Original 1936 poster.

Wells complained that the Outline had become more of a fashionable book than an influence on world politics, so he turned to the technology of cinema to spread his message more widely. In Things to Come, directed by Alexander Korda, an adaptation of Wells’s The Shape of Things to Come, Wells anticipates aspects of World War II, such as the aerial bombardment of civilian populations. Civilisation is almost destroyed, but the international group of airmen Wings Over the World lead humanity to reconstruction and, eventually, the conquest of space.
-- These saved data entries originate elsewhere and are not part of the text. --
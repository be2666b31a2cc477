// SPDX-FileCopyrightText: 2026 Colloquy Contributors
// SPDX-License-Identifier: MIT OR Apache-2.0

//! Configuration model structs for the Colloquy chat backend.
//!
//! All structs use `#[serde(deny_unknown_fields)]` to reject unrecognized
//! config keys at startup, providing actionable error messages.

use serde::{Deserialize, Serialize};

/// Top-level Colloquy configuration.
///
/// Loaded from TOML files following the XDG hierarchy, with environment
/// variable overrides. All sections are optional and default to sensible values.
#[derive(Debug, Clone, Default, Deserialize, Serialize)]
#[serde(deny_unknown_fields)]
pub struct ColloquyConfig {
    /// Service identity and logging settings.
    #[serde(default)]
    pub service: ServiceConfig,

    /// Storage backend settings.
    #[serde(default)]
    pub storage: StorageConfig,

    /// Outbox dispatcher settings.
    #[serde(default)]
    pub outbox: OutboxConfig,

    /// Downstream broker endpoint settings.
    #[serde(default)]
    pub broker: BrokerConfig,

    /// Inbound command intake settings.
    #[serde(default)]
    pub intake: IntakeConfig,

    /// HTTP gateway settings.
    #[serde(default)]
    pub gateway: GatewayConfig,

    /// Prometheus metrics settings.
    #[serde(default)]
    pub prometheus: PrometheusConfig,
}

/// Log output format.
#[derive(Debug, Clone, Copy, PartialEq, Eq, Default, Deserialize, Serialize)]
#[serde(rename_all = "lowercase")]
pub enum LogFormat {
    #[default]
    Pretty,
    Json,
}

/// Service identity and logging configuration.
#[derive(Debug, Clone, Deserialize, Serialize)]
#[serde(deny_unknown_fields)]
pub struct ServiceConfig {
    /// Name reported in health output and logs.
    #[serde(default = "default_service_name")]
    pub name: String,

    /// Logging level (trace, debug, info, warn, error).
    #[serde(default = "default_log_level")]
    pub log_level: String,

    /// Log line format.
    #[serde(default)]
    pub log_format: LogFormat,

    /// Seconds to wait for background loops to finish on shutdown.
    #[serde(default = "default_shutdown_timeout_secs")]
    pub shutdown_timeout_secs: u64,
}

impl Default for ServiceConfig {
    fn default() -> Self {
        Self {
            name: default_service_name(),
            log_level: default_log_level(),
            log_format: LogFormat::default(),
            shutdown_timeout_secs: default_shutdown_timeout_secs(),
        }
    }
}

fn default_service_name() -> String {
    "colloquy".to_string()
}

fn default_log_level() -> String {
    "info".to_string()
}

fn default_shutdown_timeout_secs() -> u64 {
    30
}

/// Storage backend configuration.
#[derive(Debug, Clone, Deserialize, Serialize)]
#[serde(deny_unknown_fields)]
pub struct StorageConfig {
    /// Path to the SQLite database file.
    #[serde(default = "default_database_path")]
    pub database_path: String,

    /// Enable WAL (Write-Ahead Logging) mode for SQLite.
    #[serde(default = "default_wal_mode")]
    pub wal_mode: bool,

    /// How long a statement waits on a locked database before failing.
    #[serde(default = "default_busy_timeout_ms")]
    pub busy_timeout_ms: u64,
}

impl Default for StorageConfig {
    fn default() -> Self {
        Self {
            database_path: default_database_path(),
            wal_mode: default_wal_mode(),
            busy_timeout_ms: default_busy_timeout_ms(),
        }
    }
}

fn default_database_path() -> String {
    dirs::data_dir()
        .map(|p| p.join("colloquy").join("colloquy.db"))
        .unwrap_or_else(|| std::path::PathBuf::from("colloquy.db"))
        .to_string_lossy()
        .into_owned()
}

fn default_wal_mode() -> bool {
    true
}

fn default_busy_timeout_ms() -> u64 {
    5000
}

/// Outbox dispatcher configuration.
#[derive(Debug, Clone, Deserialize, Serialize)]
#[serde(deny_unknown_fields)]
pub struct OutboxConfig {
    /// Run the dispatcher loop in this process.
    #[serde(default = "default_true")]
    pub enabled: bool,

    /// Fixed delay between dispatch cycles.
    #[serde(default = "default_poll_interval_secs")]
    pub poll_interval_secs: u64,
}

impl Default for OutboxConfig {
    fn default() -> Self {
        Self {
            enabled: true,
            poll_interval_secs: default_poll_interval_secs(),
        }
    }
}

fn default_true() -> bool {
    true
}

fn default_poll_interval_secs() -> u64 {
    5
}

/// Downstream broker configuration.
#[derive(Debug, Clone, Deserialize, Serialize)]
#[serde(deny_unknown_fields)]
pub struct BrokerConfig {
    /// HTTP endpoint outbox records are POSTed to. The dispatcher does not
    /// start without one.
    #[serde(default)]
    pub endpoint: Option<String>,

    /// Topic name sent with every record.
    #[serde(default = "default_topic")]
    pub topic: String,

    /// Per-publish request timeout.
    #[serde(default = "default_request_timeout_secs")]
    pub request_timeout_secs: u64,
}

impl Default for BrokerConfig {
    fn default() -> Self {
        Self {
            endpoint: None,
            topic: default_topic(),
            request_timeout_secs: default_request_timeout_secs(),
        }
    }
}

fn default_topic() -> String {
    "counter-commands".to_string()
}

fn default_request_timeout_secs() -> u64 {
    10
}

/// Inbound command intake configuration.
#[derive(Debug, Clone, Deserialize, Serialize)]
#[serde(deny_unknown_fields)]
pub struct IntakeConfig {
    /// Run intake workers in this process.
    #[serde(default = "default_true")]
    pub enabled: bool,

    /// Number of concurrent workers.
    #[serde(default = "default_workers")]
    pub workers: usize,

    /// Sleep between polls when the inbox is empty.
    #[serde(default = "default_intake_poll_ms")]
    pub poll_interval_ms: u64,

    /// How long a claimed delivery stays invisible to other workers.
    #[serde(default = "default_lock_timeout_secs")]
    pub lock_timeout_secs: u64,

    /// Failed attempts after which a delivery is parked as failed.
    #[serde(default = "default_max_attempts")]
    pub max_attempts: u32,
}

impl Default for IntakeConfig {
    fn default() -> Self {
        Self {
            enabled: true,
            workers: default_workers(),
            poll_interval_ms: default_intake_poll_ms(),
            lock_timeout_secs: default_lock_timeout_secs(),
            max_attempts: default_max_attempts(),
        }
    }
}

fn default_workers() -> usize {
    1
}

fn default_intake_poll_ms() -> u64 {
    500
}

fn default_lock_timeout_secs() -> u64 {
    300
}

fn default_max_attempts() -> u32 {
    10
}

/// HTTP gateway configuration.
#[derive(Debug, Clone, Deserialize, Serialize)]
#[serde(deny_unknown_fields)]
pub struct GatewayConfig {
    /// Enable the HTTP gateway.
    #[serde(default = "default_true")]
    pub enabled: bool,

    /// Host address to bind to.
    #[serde(default = "default_gateway_host")]
    pub host: String,

    /// Port to listen on.
    #[serde(default = "default_gateway_port")]
    pub port: u16,
}

impl Default for GatewayConfig {
    fn default() -> Self {
        Self {
            enabled: true,
            host: default_gateway_host(),
            port: default_gateway_port(),
        }
    }
}

fn default_gateway_host() -> String {
    "127.0.0.1".to_string()
}

fn default_gateway_port() -> u16 {
    3100
}

/// Prometheus metrics configuration.
#[derive(Debug, Clone, Default, Deserialize, Serialize)]
#[serde(deny_unknown_fields)]
pub struct PrometheusConfig {
    /// Install the Prometheus recorder and serve `/metrics`.
    #[serde(default)]
    pub enabled: bool,
}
Wells was (again) dissatisfied with the end product, complaining to the Spectator that “to express even the simplest ideas that are not entirely conventional upon the screen is like shouting through thick felt in a thunderstorm”. The outbreak of World War II and the military use of the atomic bomb (which Wells had foreseen in 1912’s The World Set Free) were further blows to his overarching project: writing in the preface to a 1941 reissue of The War in the Air, he chose for his epitaph the words: “I told you so. You damned fools.”

Wellsian human rights
Today, given the role that national identity continues to play in human beings' efforts for greater self-determination, the prospect of Wells’s world state seems even less likely. One surprising legacy remains, however, from Wells’s forecasts of a better future for humankind. Letters from Wells to The Times led to the Sankey Committee for Human Rights and Wells’s 1940 Penguin Special The Rights of Man; Or What Are We Fighting For? (recently reissued with a preface by novelist Ali Smith). Wells argued that the only meaningful outcome for the war would be the declaration of an agreed set of universal human rights and an international court to enforce them.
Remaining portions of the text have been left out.